Potential Tropical Cyclone Ten Discussion Number 2
NWS National Hurricane Center Miami FL AL102017
1100 PM EDT Sun Aug 27 2017

Deep convection has been increasing in both intensity and coverage
during the past several hours in association with Potential
Tropical Cyclone Ten. However, satellite and radar data indicate
that the circulation remains poorly defined, therefore, the
system is not yet a tropical cyclone. The initial intensity is
held at 30 kt based on the surrounding surface observations and the
earlier ASCAT data.

The disturbance is located in weak steering currents, and has been
meandering during the last several hours. A continued slow and
erratic motion is likely to continue overnight and early Monday. A
mid- to upper-level trough currently over the central U.S. is
expected to approach the system, and should cause the disturbance
to begin moving northeastward by late Monday. A faster east-
northeastward to northeastward motion is forecast thereafter when
the system becomes embedded in the mid-latitude westerlies. The
models are in fair agreement, and only small changes were made to
the previous NHC track forecast. This forecast takes the center of
the disturbance near the Georgia and South Carolina coasts tonight
and Monday and along the North Carolina coastline Monday night and

The elongated center of the disturbance is located to the west of
the main area of deep convection due to strong westerly vertical
wind shear. The shear is only expected to lessen a little during
the next 12 to 24 hours, but it will likely weaken enough to allow
the system to become a tropical cyclone. After that time,
increasing shear and interaction with the aforementioned trough
should cause the disturbance to lose its tropical characteristics in
about 48 hours. Strengthening is likely for a couple of days while
the system is post-tropical due to baroclinic effects.

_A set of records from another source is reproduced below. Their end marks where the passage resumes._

use std::future::Future;
use std::time::Duration;

use futures_util::StreamExt;
use tracing::{debug, warn};

use crate::config::ExtractOptions;
use crate::error::{Error, Result};
use crate::types::FormatDescriptor;

/// Retrieves the text behind a subtitle format URL.
///
/// The only I/O the resolution pipeline performs goes through this trait, so
/// tests can swap in an in-memory implementation.
pub trait Fetch {
    fn fetch(&self, location: &str) -> impl Future<Output = Result<String>> + Send;
}

/// [`Fetch`] over HTTP(S) with reqwest.
///
/// Rejects non-2xx responses, bodies over the configured size cap, and bodies
/// that are not valid UTF-8.
#[derive(Debug, Clone)]
pub struct HttpFetcher {
    client: reqwest::Client,
    max_payload_bytes: usize,
}

impl HttpFetcher {
    pub fn new(options: &ExtractOptions) -> Result<Self> {
        let mut builder = reqwest::Client::builder().timeout(options.fetch_timeout);
        if let Some(agent) = &options.user_agent {
            builder = builder.user_agent(agent.as_str());
        }
        Ok(Self {
            client: builder.build()?,
            max_payload_bytes: options.max_payload_bytes,
        })
    }
}

impl Fetch for HttpFetcher {
    fn fetch(&self, location: &str) -> impl Future<Output = Result<String>> + Send {
        let request = self.client.get(location);
        let limit = self.max_payload_bytes;
        async move {
            let response = request.send().await?.error_for_status()?;

            if let Some(length) = response.content_length() {
                if length > limit as u64 {
                    return Err(Error::Fetch(format!(
                        "payload too large ({length} bytes, limit {limit})"
                    )));
                }
            }

            let mut body = Vec::new();
            let mut stream = response.bytes_stream();
            while let Some(chunk) = stream.next().await {
                let chunk = chunk?;
                if body.len() + chunk.len() > limit {
                    return Err(Error::Fetch(format!(
                        "payload exceeds {limit} bytes"
                    )));
                }
                body.extend_from_slice(&chunk);
            }

            String::from_utf8(body)
                .map_err(|e| Error::Fetch(format!("payload is not valid UTF-8: {e}")))
        }
    }
}

/// Fetch the first descriptor that yields a non-empty payload.
///
/// Descriptors are tried in order; each attempt is bounded by `timeout`.
/// Missing locations, transport errors, deadline expiry and empty bodies are
/// logged and skipped. Returns `None` when every descriptor fails.
pub async fn fetch<'a, F: Fetch>(
    descriptors: &'a [FormatDescriptor],
    fetcher: &F,
    timeout: Duration,
) -> Option<(&'a FormatDescriptor, String)> {
    for descriptor in descriptors {
        let Some(location) = descriptor.location.as_deref() else {
            warn!(format = %descriptor.kind, "subtitle format has no URL, skipping");
            continue;
        };

        match tokio::time::timeout(timeout, fetcher.fetch(location)).await {
            Ok(Ok(payload)) if !payload.is_empty() => {
                debug!(format = %descriptor.kind, bytes = payload.len(), "subtitle payload fetched");
                return Some((descriptor, payload));
            }
            Ok(Ok(_)) => {
                warn!(format = %descriptor.kind, "subtitle payload was empty, trying next format");
            }
            Ok(Err(e)) => {
                warn!(format = %descriptor.kind, error = %e, "failed to download subtitle format");
            }
            Err(_) => {
                warn!(
                    format = %descriptor.kind,
                    error = %Error::Timeout(timeout),
                    "failed to download subtitle format"
                );
            }
        }
    }

    None
}

/// Stable reorder: kinds listed in `preferred` first (in that order), the
/// rest afterwards in backend order.
pub fn order_by_preference<'a>(
    descriptors: &'a [FormatDescriptor],
    preferred: &[String],
) -> Vec<&'a FormatDescriptor> {
    let mut ordered: Vec<&FormatDescriptor> = descriptors.iter().collect();
    if !preferred.is_empty() {
        ordered.sort_by_key(|d| {
            preferred
                .iter()
                .position(|kind| kind.eq_ignore_ascii_case(&d.kind))
                .unwrap_or(preferred.len())
        });
    }
    ordered
}

#[cfg(test)]
pub(crate) mod tests {
    use std::collections::HashMap;
    use std::sync::Mutex;

    use super::*;

    /// In-memory fetcher. Unknown locations fail; every request is recorded.
    #[derive(Default)]
    pub(crate) struct FakeFetcher {
        pub responses: HashMap<String, Result<String>>,
        pub slow: Vec<String>,
        pub requested: Mutex<Vec<String>>,
    }

    impl FakeFetcher {
        pub fn with(mut self, location: &str, payload: &str) -> Self {
            self.responses.insert(location.into(), Ok(payload.into()));
            self
        }

        pub fn failing(mut self, location: &str) -> Self {
            self.responses
                .insert(location.into(), Err(Error::Fetch("connection refused".into())));
            self
        }

        pub fn slow(mut self, location: &str, payload: &str) -> Self {
            self.slow.push(location.into());
            self.with(location, payload)
        }

        pub fn requested(&self) -> Vec<String> {
            self.requested.lock().unwrap().clone()
        }
    }

    impl Fetch for FakeFetcher {
        fn fetch(&self, location: &str) -> impl Future<Output = Result<String>> + Send {
            self.requested.lock().unwrap().push(location.to_string());
            let delay = self.slow.iter().any(|l| l == location);
            let result = match self.responses.get(location) {
                Some(Ok(payload)) => Ok(payload.clone()),
                Some(Err(e)) => Err(Error::Fetch(e.to_string())),
                None => Err(Error::Fetch(format!("no route to {location}"))),
            };
            async move {
                if delay {
                    tokio::time::sleep(Duration::from_secs(60)).await;
                }
                result
            }
        }
    }

    const TIMEOUT: Duration = Duration::from_secs(5);

    fn descriptors() -> Vec<FormatDescriptor> {
        vec![
            FormatDescriptor::new("json3", "https://subs/a.json3"),
            FormatDescriptor::new("vtt", "https://subs/a.vtt"),
            FormatDescriptor::new("srt", "https://subs/a.srt"),
        ]
    }

    #[tokio::test]
    async fn test_fetch_returns_first_success_and_stops() {
        let fetcher = FakeFetcher::default()
            .with("https://subs/a.json3", "{}")
            .with("https://subs/a.vtt", "WEBVTT");
        let descs = descriptors();
        let (desc, payload) = fetch(&descs, &fetcher, TIMEOUT).await.unwrap();
        assert_eq!(desc.kind, "json3");
        assert_eq!(payload, "{}");
        assert_eq!(fetcher.requested(), ["https://subs/a.json3"]);
    }

    #[tokio::test]
    async fn test_fetch_skips_failures() {
        let fetcher = FakeFetcher::default()
            .failing("https://subs/a.json3")
            .with("https://subs/a.srt", "1\n");
        let descs = descriptors();
        let (desc, _) = fetch(&descs, &fetcher, TIMEOUT).await.unwrap();
        assert_eq!(desc.kind, "srt");
        assert_eq!(fetcher.requested().len(), 3);
    }

    #[tokio::test]
    async fn test_fetch_skips_empty_payload() {
        let fetcher = FakeFetcher::default()
            .with("https://subs/a.json3", "")
            .with("https://subs/a.vtt", "WEBVTT\n\nhi");
        let descs = descriptors();
        let (desc, _) = fetch(&descs, &fetcher, TIMEOUT).await.unwrap();
        assert_eq!(desc.kind, "vtt");
    }

    #[tokio::test]
    async fn test_fetch_skips_missing_location() {
        let descs = vec![
            FormatDescriptor {
                kind: "vtt".into(),
                location: None,
                name: None,
            },
            FormatDescriptor::new("srt", "https://subs/b.srt"),
        ];
        let fetcher = FakeFetcher::default().with("https://subs/b.srt", "text");
        let (desc, _) = fetch(&descs, &fetcher, TIMEOUT).await.unwrap();
        assert_eq!(desc.kind, "srt");
        assert_eq!(fetcher.requested(), ["https://subs/b.srt"]);
    }

    #[tokio::test]
    async fn test_fetch_all_fail() {
        let fetcher = FakeFetcher::default().failing("https://subs/a.vtt");
        let descs = descriptors();
        assert!(fetch(&descs, &fetcher, TIMEOUT).await.is_none());
        assert!(fetch(&[], &fetcher, TIMEOUT).await.is_none());
    }

    #[tokio::test(start_paused = true)]
    async fn test_fetch_timeout_moves_to_next() {
        let fetcher = FakeFetcher::default()
            .slow("https://subs/a.json3", "late")
            .with("https://subs/a.vtt", "on time");
        let descs = descriptors();
        let (desc, payload) = fetch(&descs, &fetcher, Duration::from_secs(1)).await.unwrap();
        assert_eq!(desc.kind, "vtt");
        assert_eq!(payload, "on time");
    }

    #[test]
    fn test_order_by_preference() {
        let descs = descriptors();
        let kinds = |v: Vec<&FormatDescriptor>| v.iter().map(|d| d.kind.clone()).collect::<Vec<_>>();
        assert_eq!(kinds(order_by_preference(&descs, &[])), ["json3", "vtt", "srt"]);
        assert_eq!(
            kinds(order_by_preference(&descs, &["srt".into(), "vtt".into()])),
            ["srt", "vtt", "json3"]
        );
        assert_eq!(
            kinds(order_by_preference(&descs, &["VTT".into(), "ttml".into()])),
            ["vtt", "json3", "srt"]
        );
    }

    #[test]
    fn test_http_fetcher_builds_from_options() {
        let opts = ExtractOptions::new().user_agent("subtext-test/1.0");
        assert!(HttpFetcher::new(&opts).is_ok());
    }

    /// Serve one canned HTTP response on a loopback port and return its URL.
    async fn serve_once(response: Vec<u8>) -> String {
        use tokio::io::{AsyncReadExt, AsyncWriteExt};

        let listener = tokio::net::TcpListener::bind("127.0.0.1:0").await.unwrap();
        let addr = listener.local_addr().unwrap();
        tokio::spawn(async move {
            let (mut socket, _) = listener.accept().await.unwrap();
            let mut request = Vec::new();
            let mut buf = [0u8; 1024];
            while !request.windows(4).any(|w| w == b"\r\n\r\n") {
                match socket.read(&mut buf).await {
                    Ok(0) | Err(_) => break,
                    Ok(n) => request.extend_from_slice(&buf[..n]),
                }
            }
            let _ = socket.write_all(&response).await;
            let _ = socket.shutdown().await;
        });
        format!("http://{addr}/subs/en.vtt")
    }

    fn http_response(status: &str, body: &[u8], with_length: bool) -> Vec<u8> {
        let mut head = format!("HTTP/1.1 {status}\r\nContent-Type: text/vtt\r\nConnection: close\r\n");
        if with_length {
            head.push_str(&format!("Content-Length: {}\r\n", body.len()));
        }
        head.push_str("\r\n");
        let mut response = head.into_bytes();
        response.extend_from_slice(body);
        response
    }

    fn http_fetcher(limit: usize) -> HttpFetcher {
        let opts = ExtractOptions::new().max_payload_bytes(limit).unwrap();
        HttpFetcher::new(&opts).unwrap()
    }

    #[tokio::test]
    async fn test_http_fetcher_returns_body() {
        let url = serve_once(http_response("200 OK", b"WEBVTT\n\nhi", true)).await;
        let body = http_fetcher(1024).fetch(&url).await.unwrap();
        assert_eq!(body, "WEBVTT\n\nhi");
    }

    #[tokio::test]
    async fn test_http_fetcher_rejects_error_status() {
        let url = serve_once(http_response("404 Not Found", b"gone", true)).await;
        let err = http_fetcher(1024).fetch(&url).await.unwrap_err();
        assert!(matches!(err, Error::Http(ref e) if e.status().is_some_and(|s| s.as_u16() == 404)));
    }

    #[tokio::test]
    async fn test_http_fetcher_rejects_declared_length_over_limit() {
        let url = serve_once(http_response("200 OK", &[b'a'; 64], true)).await;
        let err = http_fetcher(16).fetch(&url).await.unwrap_err();
        assert!(matches!(err, Error::Fetch(ref msg) if msg.contains("too large")));
    }

    #[tokio::test]
    async fn test_http_fetcher_caps_streamed_body() {
        let url = serve_once(http_response("200 OK", &[b'a'; 64], false)).await;
        let err = http_fetcher(16).fetch(&url).await.unwrap_err();
        assert!(matches!(err, Error::Fetch(ref msg) if msg.contains("exceeds 16 bytes")));
    }

    #[tokio::test]
    async fn test_http_fetcher_rejects_invalid_utf8() {
        let url = serve_once(http_response("200 OK", &[0x57, 0xff, 0xfe, 0x41], true)).await;
        let err = http_fetcher(1024).fetch(&url).await.unwrap_err();
        assert!(matches!(err, Error::Fetch(ref msg) if msg.contains("UTF-8")));
    }

    #[tokio::test]
    async fn test_fetch_skips_http_failures() {
        let bad = serve_once(http_response("500 Internal Server Error", b"", true)).await;
        let good = serve_once(http_response("200 OK", b"1\n00:00:01,000 --> 00:00:02,000\nok\n", true)).await;
        let descs = vec![
            FormatDescriptor::new("json3", bad),
            FormatDescriptor::new("srt", good),
        ];
        let (desc, payload) = fetch(&descs, &http_fetcher(1024), TIMEOUT).await.unwrap();
        assert_eq!(desc.kind, "srt");
        assert!(payload.ends_with("ok\n"));
    }
}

Although the potential for tropical storm winds are within the
warning time period (36 hours), given the uncertainty in whether
these winds will occur on land in northeastern South Carolina and
southeastern North Carolina, a tropical storm watch remains in
effect for those areas. Note that north of Duck, North Carolina,
hazards from this system will be handled with non-tropical products
issued by local National Weather Service offices.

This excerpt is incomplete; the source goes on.